**WORK ORDER:** Throughout the listing below, show every line in which "SubmitSequence" occurs.

**DATA RECORDS:**
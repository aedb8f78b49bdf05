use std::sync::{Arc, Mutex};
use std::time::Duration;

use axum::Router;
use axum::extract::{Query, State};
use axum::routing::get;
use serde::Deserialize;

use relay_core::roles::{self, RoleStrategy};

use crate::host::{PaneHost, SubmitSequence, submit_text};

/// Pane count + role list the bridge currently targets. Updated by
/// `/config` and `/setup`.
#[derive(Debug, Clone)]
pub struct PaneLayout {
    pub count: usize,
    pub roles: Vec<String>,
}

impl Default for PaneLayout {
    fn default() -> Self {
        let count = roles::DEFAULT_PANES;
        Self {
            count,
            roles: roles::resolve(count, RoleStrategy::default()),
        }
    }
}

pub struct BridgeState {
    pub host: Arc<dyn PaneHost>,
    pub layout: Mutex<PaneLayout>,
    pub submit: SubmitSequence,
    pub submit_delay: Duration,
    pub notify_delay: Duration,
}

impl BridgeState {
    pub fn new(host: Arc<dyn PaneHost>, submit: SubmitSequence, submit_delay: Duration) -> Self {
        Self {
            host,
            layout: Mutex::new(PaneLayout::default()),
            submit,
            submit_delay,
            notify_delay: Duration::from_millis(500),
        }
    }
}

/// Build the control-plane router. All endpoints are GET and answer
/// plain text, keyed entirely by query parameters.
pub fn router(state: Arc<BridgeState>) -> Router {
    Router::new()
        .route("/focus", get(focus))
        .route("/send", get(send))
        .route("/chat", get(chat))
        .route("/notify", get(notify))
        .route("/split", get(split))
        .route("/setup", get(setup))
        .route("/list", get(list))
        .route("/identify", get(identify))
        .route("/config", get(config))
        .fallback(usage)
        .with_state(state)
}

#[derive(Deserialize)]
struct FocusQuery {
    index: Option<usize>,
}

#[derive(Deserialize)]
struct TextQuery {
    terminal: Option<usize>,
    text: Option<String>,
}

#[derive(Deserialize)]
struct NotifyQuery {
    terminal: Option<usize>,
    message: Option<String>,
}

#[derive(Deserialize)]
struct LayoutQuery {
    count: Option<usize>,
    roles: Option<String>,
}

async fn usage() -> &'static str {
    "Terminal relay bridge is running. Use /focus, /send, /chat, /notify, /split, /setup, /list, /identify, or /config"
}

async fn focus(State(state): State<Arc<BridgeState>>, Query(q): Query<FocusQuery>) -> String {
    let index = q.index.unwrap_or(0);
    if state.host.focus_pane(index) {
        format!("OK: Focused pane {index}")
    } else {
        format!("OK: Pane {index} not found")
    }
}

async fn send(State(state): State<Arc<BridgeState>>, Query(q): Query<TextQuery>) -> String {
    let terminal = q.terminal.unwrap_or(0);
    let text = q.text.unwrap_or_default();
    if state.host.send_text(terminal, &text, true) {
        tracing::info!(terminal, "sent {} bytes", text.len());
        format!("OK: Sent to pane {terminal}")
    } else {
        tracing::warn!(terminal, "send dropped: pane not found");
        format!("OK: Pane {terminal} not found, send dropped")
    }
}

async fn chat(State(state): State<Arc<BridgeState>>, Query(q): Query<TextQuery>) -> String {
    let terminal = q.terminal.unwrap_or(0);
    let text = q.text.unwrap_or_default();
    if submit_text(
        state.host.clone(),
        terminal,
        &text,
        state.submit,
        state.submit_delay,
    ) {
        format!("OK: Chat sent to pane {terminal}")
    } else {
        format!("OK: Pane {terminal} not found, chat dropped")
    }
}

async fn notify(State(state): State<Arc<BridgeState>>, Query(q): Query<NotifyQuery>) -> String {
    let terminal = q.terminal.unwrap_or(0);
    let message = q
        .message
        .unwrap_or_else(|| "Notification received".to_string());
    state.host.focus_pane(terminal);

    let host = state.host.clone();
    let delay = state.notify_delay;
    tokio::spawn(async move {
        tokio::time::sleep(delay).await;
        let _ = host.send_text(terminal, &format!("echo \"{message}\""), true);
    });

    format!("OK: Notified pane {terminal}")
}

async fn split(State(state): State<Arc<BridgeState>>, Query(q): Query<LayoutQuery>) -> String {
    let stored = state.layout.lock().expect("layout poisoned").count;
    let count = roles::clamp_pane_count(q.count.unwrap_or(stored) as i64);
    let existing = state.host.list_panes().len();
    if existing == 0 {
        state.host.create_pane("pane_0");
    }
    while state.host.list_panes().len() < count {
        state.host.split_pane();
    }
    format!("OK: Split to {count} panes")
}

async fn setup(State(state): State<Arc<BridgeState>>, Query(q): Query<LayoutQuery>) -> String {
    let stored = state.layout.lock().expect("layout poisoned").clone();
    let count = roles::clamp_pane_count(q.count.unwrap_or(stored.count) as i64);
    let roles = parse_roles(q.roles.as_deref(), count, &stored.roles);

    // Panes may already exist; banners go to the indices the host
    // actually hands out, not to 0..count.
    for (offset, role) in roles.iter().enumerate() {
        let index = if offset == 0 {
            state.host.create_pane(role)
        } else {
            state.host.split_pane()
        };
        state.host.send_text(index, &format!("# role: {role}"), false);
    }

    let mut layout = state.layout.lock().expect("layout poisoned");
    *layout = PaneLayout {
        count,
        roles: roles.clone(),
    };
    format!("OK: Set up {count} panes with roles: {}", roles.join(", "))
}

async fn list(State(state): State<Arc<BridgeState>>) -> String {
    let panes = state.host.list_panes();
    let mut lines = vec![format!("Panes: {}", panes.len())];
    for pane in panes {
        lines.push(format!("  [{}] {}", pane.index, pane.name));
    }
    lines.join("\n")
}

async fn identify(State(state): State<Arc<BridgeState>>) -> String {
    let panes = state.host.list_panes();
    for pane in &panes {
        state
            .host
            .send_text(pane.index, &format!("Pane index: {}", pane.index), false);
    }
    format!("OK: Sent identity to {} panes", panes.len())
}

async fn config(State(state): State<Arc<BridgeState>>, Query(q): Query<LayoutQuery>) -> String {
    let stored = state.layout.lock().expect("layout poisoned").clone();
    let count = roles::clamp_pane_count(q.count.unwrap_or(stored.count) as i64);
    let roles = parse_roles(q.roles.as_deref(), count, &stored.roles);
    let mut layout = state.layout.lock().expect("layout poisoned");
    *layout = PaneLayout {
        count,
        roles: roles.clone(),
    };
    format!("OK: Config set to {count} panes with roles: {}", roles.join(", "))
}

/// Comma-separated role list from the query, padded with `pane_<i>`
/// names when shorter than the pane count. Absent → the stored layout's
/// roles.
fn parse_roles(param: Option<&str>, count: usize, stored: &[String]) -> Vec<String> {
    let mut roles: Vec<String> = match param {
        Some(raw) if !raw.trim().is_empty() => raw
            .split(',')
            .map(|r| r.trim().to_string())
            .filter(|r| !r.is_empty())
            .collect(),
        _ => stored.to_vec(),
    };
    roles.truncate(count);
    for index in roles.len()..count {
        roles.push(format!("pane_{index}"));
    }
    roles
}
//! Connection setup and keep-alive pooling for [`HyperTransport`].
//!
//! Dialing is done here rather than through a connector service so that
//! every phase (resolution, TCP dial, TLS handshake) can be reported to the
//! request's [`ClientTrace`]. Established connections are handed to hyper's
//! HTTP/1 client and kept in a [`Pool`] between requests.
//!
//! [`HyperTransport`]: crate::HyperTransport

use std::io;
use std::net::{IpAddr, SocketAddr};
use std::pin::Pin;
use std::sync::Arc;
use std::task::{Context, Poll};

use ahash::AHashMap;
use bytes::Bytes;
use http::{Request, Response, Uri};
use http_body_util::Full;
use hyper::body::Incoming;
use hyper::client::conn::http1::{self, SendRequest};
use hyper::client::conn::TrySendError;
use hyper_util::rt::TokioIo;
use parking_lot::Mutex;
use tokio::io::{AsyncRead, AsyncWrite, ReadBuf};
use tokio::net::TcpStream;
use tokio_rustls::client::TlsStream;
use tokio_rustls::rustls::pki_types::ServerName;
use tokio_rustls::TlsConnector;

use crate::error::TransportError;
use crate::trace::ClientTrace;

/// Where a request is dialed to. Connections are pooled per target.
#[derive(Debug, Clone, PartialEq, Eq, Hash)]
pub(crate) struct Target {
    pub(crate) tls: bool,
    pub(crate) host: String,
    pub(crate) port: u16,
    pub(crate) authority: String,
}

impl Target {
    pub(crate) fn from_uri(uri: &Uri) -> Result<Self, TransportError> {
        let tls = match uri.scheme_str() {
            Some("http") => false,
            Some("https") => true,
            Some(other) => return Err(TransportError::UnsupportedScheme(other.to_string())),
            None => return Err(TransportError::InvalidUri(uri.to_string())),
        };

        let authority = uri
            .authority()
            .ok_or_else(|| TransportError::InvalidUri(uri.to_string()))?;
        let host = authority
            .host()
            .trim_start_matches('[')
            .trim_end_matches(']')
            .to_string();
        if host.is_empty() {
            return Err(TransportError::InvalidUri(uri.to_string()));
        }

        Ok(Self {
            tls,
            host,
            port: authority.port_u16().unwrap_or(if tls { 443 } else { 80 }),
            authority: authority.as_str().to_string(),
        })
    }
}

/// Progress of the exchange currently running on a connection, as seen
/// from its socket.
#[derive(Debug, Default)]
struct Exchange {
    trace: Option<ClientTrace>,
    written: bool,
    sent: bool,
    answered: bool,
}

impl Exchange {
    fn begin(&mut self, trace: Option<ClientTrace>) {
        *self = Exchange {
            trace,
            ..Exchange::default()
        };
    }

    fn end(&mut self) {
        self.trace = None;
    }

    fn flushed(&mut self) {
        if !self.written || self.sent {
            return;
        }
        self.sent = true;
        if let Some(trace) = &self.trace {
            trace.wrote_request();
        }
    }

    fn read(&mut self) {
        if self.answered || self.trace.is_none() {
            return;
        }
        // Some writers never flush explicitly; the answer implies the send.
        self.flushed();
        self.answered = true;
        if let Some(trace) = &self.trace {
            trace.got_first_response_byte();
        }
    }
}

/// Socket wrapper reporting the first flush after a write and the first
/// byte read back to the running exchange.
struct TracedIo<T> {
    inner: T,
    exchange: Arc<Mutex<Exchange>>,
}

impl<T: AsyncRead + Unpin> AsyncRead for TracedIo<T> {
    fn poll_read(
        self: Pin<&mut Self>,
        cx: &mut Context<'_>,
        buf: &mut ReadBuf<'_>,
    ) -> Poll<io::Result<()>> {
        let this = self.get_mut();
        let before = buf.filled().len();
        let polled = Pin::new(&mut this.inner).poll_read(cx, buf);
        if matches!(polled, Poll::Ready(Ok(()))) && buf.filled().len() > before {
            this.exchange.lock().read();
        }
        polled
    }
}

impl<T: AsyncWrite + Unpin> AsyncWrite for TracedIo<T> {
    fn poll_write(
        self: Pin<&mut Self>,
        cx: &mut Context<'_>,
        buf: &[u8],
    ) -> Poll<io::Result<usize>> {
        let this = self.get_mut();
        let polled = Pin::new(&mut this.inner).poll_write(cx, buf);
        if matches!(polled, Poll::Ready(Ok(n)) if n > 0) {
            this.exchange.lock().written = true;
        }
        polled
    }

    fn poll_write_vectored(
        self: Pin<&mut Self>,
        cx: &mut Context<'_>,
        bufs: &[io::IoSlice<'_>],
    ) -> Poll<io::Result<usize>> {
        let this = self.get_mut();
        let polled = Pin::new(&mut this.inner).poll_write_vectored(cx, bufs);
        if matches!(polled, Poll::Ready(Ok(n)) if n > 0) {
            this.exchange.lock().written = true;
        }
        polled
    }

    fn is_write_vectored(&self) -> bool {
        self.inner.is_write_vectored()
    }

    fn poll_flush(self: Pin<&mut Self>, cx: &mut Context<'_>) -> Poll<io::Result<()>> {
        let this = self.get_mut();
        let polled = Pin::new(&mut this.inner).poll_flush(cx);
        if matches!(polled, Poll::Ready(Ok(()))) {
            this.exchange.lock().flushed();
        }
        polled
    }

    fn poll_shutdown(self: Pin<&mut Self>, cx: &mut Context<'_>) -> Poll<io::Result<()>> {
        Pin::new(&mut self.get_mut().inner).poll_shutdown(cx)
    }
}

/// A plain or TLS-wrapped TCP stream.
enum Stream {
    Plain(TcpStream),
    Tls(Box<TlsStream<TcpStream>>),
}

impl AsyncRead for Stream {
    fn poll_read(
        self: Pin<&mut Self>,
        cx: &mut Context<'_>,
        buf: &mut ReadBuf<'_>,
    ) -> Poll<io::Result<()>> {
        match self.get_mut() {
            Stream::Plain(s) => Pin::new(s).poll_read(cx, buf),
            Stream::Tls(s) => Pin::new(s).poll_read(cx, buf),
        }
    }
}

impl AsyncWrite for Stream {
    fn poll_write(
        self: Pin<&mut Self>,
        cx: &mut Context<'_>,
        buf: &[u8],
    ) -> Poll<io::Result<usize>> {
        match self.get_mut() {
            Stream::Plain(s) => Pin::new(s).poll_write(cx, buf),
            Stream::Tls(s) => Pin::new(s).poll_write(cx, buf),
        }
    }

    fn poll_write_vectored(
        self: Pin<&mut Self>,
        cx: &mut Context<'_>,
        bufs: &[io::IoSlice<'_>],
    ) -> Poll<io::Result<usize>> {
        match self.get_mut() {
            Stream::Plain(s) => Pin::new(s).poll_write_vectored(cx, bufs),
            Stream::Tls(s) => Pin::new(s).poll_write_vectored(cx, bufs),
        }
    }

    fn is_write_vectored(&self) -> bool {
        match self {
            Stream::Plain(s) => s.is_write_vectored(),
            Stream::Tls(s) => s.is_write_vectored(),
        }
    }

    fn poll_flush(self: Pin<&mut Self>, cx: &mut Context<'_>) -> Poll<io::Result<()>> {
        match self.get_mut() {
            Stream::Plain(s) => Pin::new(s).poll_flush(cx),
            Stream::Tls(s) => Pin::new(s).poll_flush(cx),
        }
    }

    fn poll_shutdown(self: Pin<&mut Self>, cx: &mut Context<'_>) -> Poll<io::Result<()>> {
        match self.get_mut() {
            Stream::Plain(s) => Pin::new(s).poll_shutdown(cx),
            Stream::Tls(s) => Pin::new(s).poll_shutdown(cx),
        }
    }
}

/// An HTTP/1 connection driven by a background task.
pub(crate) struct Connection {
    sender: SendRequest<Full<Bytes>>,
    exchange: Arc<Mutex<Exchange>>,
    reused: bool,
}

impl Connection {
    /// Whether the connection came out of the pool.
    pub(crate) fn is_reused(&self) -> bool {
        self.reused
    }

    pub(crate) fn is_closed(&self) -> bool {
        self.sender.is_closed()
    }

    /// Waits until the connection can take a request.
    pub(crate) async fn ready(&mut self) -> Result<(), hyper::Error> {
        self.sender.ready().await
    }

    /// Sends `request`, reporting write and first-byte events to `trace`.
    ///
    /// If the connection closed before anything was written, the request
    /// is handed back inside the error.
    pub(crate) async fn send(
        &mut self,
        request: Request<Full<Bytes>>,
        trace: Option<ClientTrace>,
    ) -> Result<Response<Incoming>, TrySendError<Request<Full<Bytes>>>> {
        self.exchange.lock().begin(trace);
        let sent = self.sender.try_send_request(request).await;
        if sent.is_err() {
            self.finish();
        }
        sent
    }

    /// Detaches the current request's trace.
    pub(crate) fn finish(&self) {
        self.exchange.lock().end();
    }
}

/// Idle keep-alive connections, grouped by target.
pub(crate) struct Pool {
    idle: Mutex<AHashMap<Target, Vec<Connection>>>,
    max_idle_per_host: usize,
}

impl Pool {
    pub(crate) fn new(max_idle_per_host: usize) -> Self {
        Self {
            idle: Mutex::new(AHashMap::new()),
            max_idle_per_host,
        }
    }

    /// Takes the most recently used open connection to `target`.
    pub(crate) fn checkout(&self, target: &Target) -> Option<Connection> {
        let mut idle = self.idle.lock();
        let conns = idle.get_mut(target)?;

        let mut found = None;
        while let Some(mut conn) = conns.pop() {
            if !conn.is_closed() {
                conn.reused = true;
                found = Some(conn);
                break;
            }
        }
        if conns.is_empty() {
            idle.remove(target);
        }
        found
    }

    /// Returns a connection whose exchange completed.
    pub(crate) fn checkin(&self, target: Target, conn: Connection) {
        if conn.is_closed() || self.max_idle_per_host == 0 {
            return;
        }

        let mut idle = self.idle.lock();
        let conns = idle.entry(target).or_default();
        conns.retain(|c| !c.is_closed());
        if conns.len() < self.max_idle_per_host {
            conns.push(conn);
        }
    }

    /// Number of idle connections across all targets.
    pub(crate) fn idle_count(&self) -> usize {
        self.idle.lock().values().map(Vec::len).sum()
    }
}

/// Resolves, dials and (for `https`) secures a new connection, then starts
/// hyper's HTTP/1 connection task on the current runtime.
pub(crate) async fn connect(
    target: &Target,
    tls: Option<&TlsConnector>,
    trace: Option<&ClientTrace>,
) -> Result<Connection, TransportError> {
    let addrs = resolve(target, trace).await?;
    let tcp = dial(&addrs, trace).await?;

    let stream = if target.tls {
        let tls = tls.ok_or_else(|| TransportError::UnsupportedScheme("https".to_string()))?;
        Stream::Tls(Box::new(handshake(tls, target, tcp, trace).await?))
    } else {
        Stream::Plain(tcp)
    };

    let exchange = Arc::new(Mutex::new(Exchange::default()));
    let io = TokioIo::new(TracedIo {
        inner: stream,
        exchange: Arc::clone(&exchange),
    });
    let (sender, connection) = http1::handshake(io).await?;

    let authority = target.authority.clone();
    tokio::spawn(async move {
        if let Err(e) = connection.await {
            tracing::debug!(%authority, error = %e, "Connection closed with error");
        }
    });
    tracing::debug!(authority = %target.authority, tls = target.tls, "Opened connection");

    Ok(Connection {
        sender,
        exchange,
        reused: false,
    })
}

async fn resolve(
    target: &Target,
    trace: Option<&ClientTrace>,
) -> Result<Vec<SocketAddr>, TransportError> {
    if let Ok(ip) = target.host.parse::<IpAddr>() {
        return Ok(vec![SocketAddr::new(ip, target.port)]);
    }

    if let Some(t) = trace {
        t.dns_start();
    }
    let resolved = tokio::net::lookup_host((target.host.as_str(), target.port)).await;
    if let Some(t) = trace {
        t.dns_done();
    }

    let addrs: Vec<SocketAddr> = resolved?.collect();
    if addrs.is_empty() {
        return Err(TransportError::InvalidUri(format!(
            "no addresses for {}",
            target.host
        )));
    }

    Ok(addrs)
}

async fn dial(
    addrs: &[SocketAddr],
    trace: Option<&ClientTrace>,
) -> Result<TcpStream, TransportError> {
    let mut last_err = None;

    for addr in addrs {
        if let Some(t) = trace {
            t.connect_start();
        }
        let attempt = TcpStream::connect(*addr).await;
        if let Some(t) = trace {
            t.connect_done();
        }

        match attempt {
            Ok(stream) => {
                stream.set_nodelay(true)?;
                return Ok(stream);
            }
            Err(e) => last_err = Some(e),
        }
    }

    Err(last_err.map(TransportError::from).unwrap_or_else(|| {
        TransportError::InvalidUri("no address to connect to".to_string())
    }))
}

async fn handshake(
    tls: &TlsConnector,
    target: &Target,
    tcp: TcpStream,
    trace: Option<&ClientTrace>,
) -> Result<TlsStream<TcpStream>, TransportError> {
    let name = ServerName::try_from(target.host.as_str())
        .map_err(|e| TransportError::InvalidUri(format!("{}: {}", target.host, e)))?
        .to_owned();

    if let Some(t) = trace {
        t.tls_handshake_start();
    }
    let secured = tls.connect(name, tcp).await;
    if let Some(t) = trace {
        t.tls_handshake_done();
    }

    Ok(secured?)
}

**EXERCISE ANSWER:**
use crate::host::{PaneHost, SubmitSequence, submit_text};
    pub submit: SubmitSequence,
    pub fn new(host: Arc<dyn PaneHost>, submit: SubmitSequence, submit_delay: Duration) -> Self {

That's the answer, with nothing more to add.